§ What you are asked to do
One line at a time, check the entries below for the word "await", and copy each line that has it.

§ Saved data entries
#####

//! Session controller.
//!
//! Owns the console's [`SessionState`], mediates every call to the proxy
//! backend and runs the background refresh timer. State lives in a
//! `tokio::sync::watch` channel: each operation commits its changes in a
//! single closure, so subscribers never observe a half-applied update.

mod state;


pub use state::{RefreshReport, SessionPhase, SessionState, SkipReason, SubmitOutcome};

use crate::api::{InferenceRequest, Strategy};
use crate::client::ProxyApi;
use crate::config::ConsoleConfig;
use std::sync::{Arc, Mutex, PoisonError, Weak};
use std::time::Duration;
use tokio::sync::watch;
use tokio::task::JoinHandle;
use tokio::time::{Instant, MissedTickBehavior};
use tokio_util::sync::CancellationToken;

/// Error recorded when a submission future is dropped before it finished.
pub const CANCELLED_MESSAGE: &str = "inference request cancelled";

/// Timing knobs for the controller.
#[derive(Debug, Clone, PartialEq, Eq)]
pub struct SessionSettings {
    pub initial_strategy: Strategy,
    /// Rows requested by every logs refresh
    pub log_limit: u32,
    /// Delay between a successful inference and its one-shot refresh
    pub post_submit_delay: Duration,
}

impl Default for SessionSettings {
    fn default() -> Self {
        Self {
            initial_strategy: Strategy::Fast,
            log_limit: 20,
            post_submit_delay: Duration::from_millis(1000),
        }
    }
}

impl From<&ConsoleConfig> for SessionSettings {
    fn from(config: &ConsoleConfig) -> Self {
        Self {
            initial_strategy: config.session.default_strategy,
            log_limit: config.polling.log_limit,
            post_submit_delay: config.polling.post_submit_delay(),
        }
    }
}

/// Handle to the running poll task.
struct Poller {
    cancel: CancellationToken,
    task: JoinHandle<()>,
}

struct Inner {
    api: Arc<dyn ProxyApi>,
    settings: SessionSettings,
    state: watch::Sender<SessionState>,
    poller: Mutex<Option<Poller>>,
    /// Parent of every timer this controller spawns
    shutdown: CancellationToken,
}

impl Drop for Inner {
    fn drop(&mut self) {
        self.shutdown.cancel();
    }
}

/// Single owner of session state. Cheap to clone; clones share state.
#[derive(Clone)]
pub struct SessionController {
    inner: Arc<Inner>,
}

impl SessionController {
    pub fn new(api: Arc<dyn ProxyApi>, settings: SessionSettings) -> Self {
        let (state, _) = watch::channel(SessionState::new(settings.initial_strategy));
        Self {
            inner: Arc::new(Inner {
                api,
                settings,
                state,
                poller: Mutex::new(None),
                shutdown: CancellationToken::new(),
            }),
        }
    }

    pub fn settings(&self) -> &SessionSettings {
        &self.inner.settings
    }

    /// Owned copy of the current state.
    pub fn snapshot(&self) -> SessionState {
        self.inner.state.borrow().clone()
    }

    /// Receiver that is notified after every committed change.
    pub fn subscribe(&self) -> watch::Receiver<SessionState> {
        self.inner.state.subscribe()
    }

    /// Select the strategy used by the next submission.
    pub fn set_strategy(&self, strategy: Strategy) {
        self.inner.state.send_if_modified(|s| {
            if s.strategy == strategy {
                return false;
            }
            s.strategy = strategy;
            true
        });
        tracing::debug!(strategy = %strategy, "Strategy selected");
    }

    /// Submit a prompt with the current strategy.
    ///
    /// Blank prompts and submissions made while another is in flight are
    /// ignored. Failures end up in `last_error`; nothing is returned as `Err`.
    pub async fn submit_inference(&self, prompt: &str) -> SubmitOutcome {
        let prompt = prompt.trim();
        if prompt.is_empty() {
            tracing::debug!("Ignoring blank prompt");
            return SubmitOutcome::Skipped(SkipReason::EmptyPrompt);
        }

        let mut strategy = Strategy::default();
        let started = self.inner.state.send_if_modified(|s| {
            let started = s.begin_submission();
            strategy = s.strategy;
            started
        });
        if !started {
            tracing::debug!("Submission already in flight, ignoring");
            return SubmitOutcome::Skipped(SkipReason::AlreadyLoading);
        }

        let guard = LoadingGuard::new(&self.inner.state);
        let request = InferenceRequest {
            prompt: prompt.to_string(),
            strategy,
        };

        tracing::info!(
            strategy = %strategy,
            prompt_chars = prompt.chars().count(),
            "Submitting inference"
        );

        match self.inner.api.infer(&request).await {
            Ok(response) => {
                tracing::info!(
                    model_used = %response.model_used,
                    latency_ms = response.latency_ms,
                    retry_count = response.retry_count,
                    status = %response.status,
                    "Inference completed"
                );
                let committed = response.clone();
                guard.finish(|s| s.finish_success(committed));
                self.schedule_follow_up_refresh();
                SubmitOutcome::Succeeded(response)
            }
            Err(e) => {
                let message = e.user_message();
                tracing::warn!(error = %e, "Inference failed");
                let committed = message.clone();
                guard.finish(|s| s.finish_failure(committed));
                SubmitOutcome::Failed(message)
            }
        }
    }

    /// Replace the log history with the newest `limit` rows.
    ///
    /// Failures keep the previous rows and are only logged.
    pub async fn refresh_logs(&self, limit: u32) -> bool {
        match self.inner.api.logs(limit).await {
            Ok(logs) => {
                tracing::debug!(count = logs.len(), "Logs refreshed");
                self.inner.state.send_modify(|s| s.replace_logs(logs));
                true
            }
            Err(e) => {
                tracing::warn!(error = %e, "Failed to fetch logs");
                false
            }
        }
    }

    /// Replace the metrics snapshot. Failures keep the previous snapshot.
    pub async fn refresh_metrics(&self) -> bool {
        match self.inner.api.latency_metrics().await {
            Ok(metrics) => {
                tracing::debug!(models = metrics.models.len(), "Metrics refreshed");
                self.inner.state.send_modify(|s| s.replace_metrics(metrics));
                true
            }
            Err(e) => {
                tracing::warn!(error = %e, "Failed to fetch metrics");
                false
            }
        }
    }

    /// Refresh logs (with the configured limit) and metrics concurrently.
    pub async fn refresh_all(&self) -> RefreshReport {
        let (logs, metrics) = futures::join!(
            self.refresh_logs(self.inner.settings.log_limit),
            self.refresh_metrics()
        );
        RefreshReport { logs, metrics }
    }

    /// Start refreshing every `interval`, first tick one interval from now.
    ///
    /// Returns false without starting anything if a poller is already
    /// running (its interval is kept), if `interval` is zero, or after
    /// [`shutdown`](Self::shutdown).
    pub fn start_polling(&self, interval: Duration) -> bool {
        if interval.is_zero() {
            tracing::warn!("Refusing to poll with a zero interval");
            return false;
        }
        if self.inner.shutdown.is_cancelled() {
            return false;
        }

        let mut slot = self
            .inner
            .poller
            .lock()
            .unwrap_or_else(PoisonError::into_inner);
        if slot.as_ref().is_some_and(|p| !p.task.is_finished()) {
            tracing::debug!("Polling already running");
            return false;
        }

        let cancel = self.inner.shutdown.child_token();
        let task = tokio::spawn(poll_loop(
            Arc::downgrade(&self.inner),
            interval,
            cancel.clone(),
        ));
        *slot = Some(Poller { cancel, task });

        tracing::info!(interval_ms = interval.as_millis() as u64, "Polling started");
        true
    }

    /// Stop the refresh timer. A refresh already in flight still applies.
    ///
    /// Returns whether a poller was running.
    pub fn stop_polling(&self) -> bool {
        let poller = self
            .inner
            .poller
            .lock()
            .unwrap_or_else(PoisonError::into_inner)
            .take();
        match poller {
            Some(p) => {
                p.cancel.cancel();
                tracing::info!("Polling stopped");
                true
            }
            None => false,
        }
    }

    pub fn is_polling(&self) -> bool {
        self.inner
            .poller
            .lock()
            .unwrap_or_else(PoisonError::into_inner)
            .as_ref()
            .is_some_and(|p| !p.cancel.is_cancelled() && !p.task.is_finished())
    }

    /// Stop polling and drop any pending post-submission refresh.
    pub fn shutdown(&self) {
        self.stop_polling();
        self.inner.shutdown.cancel();
    }

    fn schedule_follow_up_refresh(&self) {
        let controller = self.clone();
        let delay = self.inner.settings.post_submit_delay;
        let shutdown = self.inner.shutdown.clone();

        tokio::spawn(async move {
            tokio::select! {
                _ = shutdown.cancelled() => {}
                _ = tokio::time::sleep(delay) => {
                    let report = controller.refresh_all().await;
                    tracing::debug!(?report, "Post-submission refresh completed");
                }
            }
        });
    }
}

/// Timer body. Holds only a weak reference so an abandoned controller
/// does not keep itself alive through its own poller.
async fn poll_loop(inner: Weak<Inner>, period: Duration, cancel: CancellationToken) {
    let mut interval = tokio::time::interval_at(Instant::now() + period, period);
    interval.set_missed_tick_behavior(MissedTickBehavior::Skip);

    loop {
        tokio::select! {
            biased;
            _ = cancel.cancelled() => break,
            _ = interval.tick() => {
                let Some(strong) = inner.upgrade() else { break };
                let controller = SessionController { inner: strong };
                let report = controller.refresh_all().await;
                tracing::debug!(?report, "Poll tick completed");
            }
        }
    }
}

/// Leaves `Loading` exactly once: through [`finish`](Self::finish), or on
/// drop if the submitting future was abandoned.
struct LoadingGuard<'a> {
    state: &'a watch::Sender<SessionState>,
    armed: bool,
}

impl<'a> LoadingGuard<'a> {
    fn new(state: &'a watch::Sender<SessionState>) -> Self {
        Self { state, armed: true }
    }

    fn finish(mut self, commit: impl FnOnce(&mut SessionState)) {
        self.armed = false;
        self.state.send_modify(commit);
    }
}

impl Drop for LoadingGuard<'_> {
    fn drop(&mut self) {
        if self.armed {
            tracing::warn!("Inference abandoned before completion");
            self.state
                .send_modify(|s| s.finish_failure(CANCELLED_MESSAGE.to_string()));
        }
    }
}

#####

§ Task response
        match self.inner.api.infer(&request).await {
        match self.inner.api.logs(limit).await {
        match self.inner.api.latency_metrics().await {
                    let report = controller.refresh_all().await;
                let report = controller.refresh_all().await;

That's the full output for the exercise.